[Opening Recorded information section]
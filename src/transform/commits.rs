//! Flattens push events into per-file-change CSV records.
//!
//! Each output row is `<head commit hash>,<repository name>,<file path>`.
//! Rows appear in commit order; within a commit, added paths come first,
//! then modified, then removed, subject to the exclusion flags. Optional
//! header rows carry the head commit's message and author.

use tokio_util::sync::CancellationToken;

use crate::descriptor::{ConfigError, Descriptor};
use crate::events::parse_push_event;

use super::{Transform, TransformError, TransformFlags};

/// Transforms push events into CSV records of changed files.
///
/// Constructed from a descriptor of the form:
///
/// ```text
/// githubcommits://?exclude_additions=<bool>&exclude_modifications=<bool>
///     &exclude_deletions=<bool>&prepend_message=<bool>&prepend_author=<bool>
///     &halt_on_message=<substring>
/// ```
#[derive(Debug, Clone)]
pub struct CommitsTransformer {
    flags: TransformFlags,
    halt_on_message: Option<String>,
}

impl CommitsTransformer {
    pub fn new(flags: TransformFlags, halt_on_message: Option<String>) -> Self {
        CommitsTransformer {
            flags,
            halt_on_message,
        }
    }

    pub fn from_descriptor(descriptor: &Descriptor) -> Result<Self, ConfigError> {
        let mut allowed = TransformFlags::KEYS.to_vec();
        allowed.push("halt_on_message");
        descriptor.check_keys(&allowed)?;

        Ok(CommitsTransformer {
            flags: TransformFlags::from_descriptor(descriptor)?,
            halt_on_message: descriptor.get_non_empty("halt_on_message").map(String::from),
        })
    }
}

impl Transform for CommitsTransformer {
    fn transform(
        &self,
        cancel: &CancellationToken,
        payload: &[u8],
    ) -> Result<Option<Vec<u8>>, TransformError> {
        if cancel.is_cancelled() {
            return Ok(None);
        }

        let event = parse_push_event(payload)?;

        if let Some(needle) = &self.halt_on_message {
            if event.head_commit()?.message.contains(needle.as_str()) {
                return Err(TransformError::Halt);
            }
        }

        let mut buf = Vec::new();
        {
            let mut writer = csv::Writer::from_writer(&mut buf);

            if self.flags.prepend_message {
                let head = event.head_commit()?;
                writer.write_record(["#message", head.message.as_str(), ""])?;
            }

            if self.flags.prepend_author {
                let head = event.head_commit()?;
                writer.write_record(["#author", head.author.name.as_str(), ""])?;
            }

            // The head commit is only required once there is a row to emit,
            // so an event with no qualifying changes flattens to empty
            // output even without one.
            if event
                .commits
                .iter()
                .any(|c| self.flags.has_qualifying_change(c))
            {
                let head = event.head_commit()?;
                let repo = event.repository.name.as_str();

                for commit in &event.commits {
                    if !self.flags.exclude_additions {
                        for path in &commit.added {
                            writer.write_record([head.id.as_str(), repo, path.as_str()])?;
                        }
                    }

                    if !self.flags.exclude_modifications {
                        for path in &commit.modified {
                            writer.write_record([head.id.as_str(), repo, path.as_str()])?;
                        }
                    }

                    if !self.flags.exclude_deletions {
                        for path in &commit.removed {
                            writer.write_record([head.id.as_str(), repo, path.as_str()])?;
                        }
                    }
                }
            }

            writer.flush().map_err(csv::Error::from)?;
        }

        Ok(Some(buf))
    }
}
//! Flattens push events into the name of the repository pushed to.
//!
//! Output is the bare repository name, emitted only when the push contains
//! at least one change in a non-excluded category; otherwise the output is
//! empty. Optional `#message` and `#author` lines may be prepended.

use tokio_util::sync::CancellationToken;

use crate::descriptor::{ConfigError, Descriptor};
use crate::events::parse_push_event;

use super::{Transform, TransformError, TransformFlags};

/// Transforms push events into the repository name.
///
/// Constructed from a descriptor of the form:
///
/// ```text
/// githubrepo://?exclude_additions=<bool>&exclude_modifications=<bool>
///     &exclude_deletions=<bool>&prepend_message=<bool>&prepend_author=<bool>
///     &halt_on_author=<substring>
/// ```
#[derive(Debug, Clone)]
pub struct RepoTransformer {
    flags: TransformFlags,
    halt_on_author: Option<String>,
}

impl RepoTransformer {
    pub fn new(flags: TransformFlags, halt_on_author: Option<String>) -> Self {
        RepoTransformer {
            flags,
            halt_on_author,
        }
    }

    pub fn from_descriptor(descriptor: &Descriptor) -> Result<Self, ConfigError> {
        let mut allowed = TransformFlags::KEYS.to_vec();
        allowed.push("halt_on_author");
        descriptor.check_keys(&allowed)?;

        Ok(RepoTransformer {
            flags: TransformFlags::from_descriptor(descriptor)?,
            halt_on_author: descriptor.get_non_empty("halt_on_author").map(String::from),
        })
    }
}

impl Transform for RepoTransformer {
    fn transform(
        &self,
        cancel: &CancellationToken,
        payload: &[u8],
    ) -> Result<Option<Vec<u8>>, TransformError> {
        if cancel.is_cancelled() {
            return Ok(None);
        }

        let event = parse_push_event(payload)?;

        if let Some(needle) = &self.halt_on_author {
            if event.head_commit()?.author.name.contains(needle.as_str()) {
                return Err(TransformError::Halt);
            }
        }

        let qualifying = event
            .commits
            .iter()
            .any(|c| self.flags.has_qualifying_change(c));

        if !qualifying {
            return Ok(Some(Vec::new()));
        }

        let mut out = String::new();

        if self.flags.prepend_message {
            let head = event.head_commit()?;
            out.push_str(&format!("#message {}\n", head.message));
        }

        if self.flags.prepend_author {
            let head = event.head_commit()?;
            out.push_str(&format!("#author {}\n", head.author.name));
        }

        out.push_str(&event.repository.name);

        Ok(Some(out.into_bytes()))
    }
}
//! Transformations from authenticated push payloads to line-oriented text.
//!
//! A transformation consumes the raw payload bytes the receiver accepted
//! and produces flattened output for downstream consumers. Two are
//! provided:
//!
//! - [`CommitsTransformer`] - per-file-change CSV records
//! - [`RepoTransformer`] - the repository name, when qualifying changes
//!   exist
//!
//! Both are pure and stateless per call; a constructed instance is safe for
//! unbounded concurrent use.

use thiserror::Error;
use tokio_util::sync::CancellationToken;

use crate::descriptor::{ConfigError, Descriptor};
use crate::events::{Commit, ParseError};

pub mod commits;
pub mod repo;

pub use commits::CommitsTransformer;
pub use repo::RepoTransformer;

/// Errors produced by a transformation.
#[derive(Debug, Error)]
pub enum TransformError {
    /// The payload could not be parsed as a push event.
    #[error("invalid push payload: {0}")]
    Parse(#[from] ParseError),

    /// A configured halt predicate matched: stop processing this event
    /// entirely and produce no output. Distinct from a parse or validation
    /// failure; the event was authentic and well-formed but excluded by
    /// policy.
    #[error("event matched configured halt predicate")]
    Halt,

    /// Writing the output records failed.
    #[error("failed to serialize output: {0}")]
    Serialize(#[from] csv::Error),
}

impl TransformError {
    /// Whether this is the halt outcome rather than a failure.
    pub fn is_halt(&self) -> bool {
        matches!(self, TransformError::Halt)
    }
}

/// A payload-to-text transformation.
///
/// `Ok(None)` means the supplied token was already cancelled at entry and
/// no verdict was reached; cancellation is not observed after that point.
pub trait Transform: Send + Sync {
    fn transform(
        &self,
        cancel: &CancellationToken,
        payload: &[u8],
    ) -> Result<Option<Vec<u8>>, TransformError>;
}

/// Change-category and prepend flags shared by both transformers,
/// immutable after construction. All default to false.
#[derive(Debug, Clone, Copy, Default)]
pub struct TransformFlags {
    /// Exclude newly added files from the output.
    pub exclude_additions: bool,
    /// Exclude modified files from the output.
    pub exclude_modifications: bool,
    /// Exclude removed files from the output.
    pub exclude_deletions: bool,
    /// Prepend the head commit's message to the output.
    pub prepend_message: bool,
    /// Prepend the head commit's author name to the output.
    pub prepend_author: bool,
}

impl TransformFlags {
    /// Query parameter keys understood by both transformers.
    pub(crate) const KEYS: [&'static str; 5] = [
        "exclude_additions",
        "exclude_modifications",
        "exclude_deletions",
        "prepend_message",
        "prepend_author",
    ];

    /// Reads the shared flags from a descriptor. Key validation is the
    /// caller's responsibility since each transformer accepts one extra
    /// key of its own.
    pub(crate) fn from_descriptor(descriptor: &Descriptor) -> Result<Self, ConfigError> {
        Ok(TransformFlags {
            exclude_additions: descriptor.bool_flag("exclude_additions")?,
            exclude_modifications: descriptor.bool_flag("exclude_modifications")?,
            exclude_deletions: descriptor.bool_flag("exclude_deletions")?,
            prepend_message: descriptor.bool_flag("prepend_message")?,
            prepend_author: descriptor.bool_flag("prepend_author")?,
        })
    }

    /// Whether a commit has any change in a non-excluded category.
    pub(crate) fn has_qualifying_change(&self, commit: &Commit) -> bool {
        (!self.exclude_additions && !commit.added.is_empty())
            || (!self.exclude_modifications && !commit.modified.is_empty())
            || (!self.exclude_deletions && !commit.removed.is_empty())
    }
}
[Closing Recorded information section]
Instructions for the task: Using the records above, give the number of lines in which the word "shared" occurs, and nothing else.

Exercise solution: 2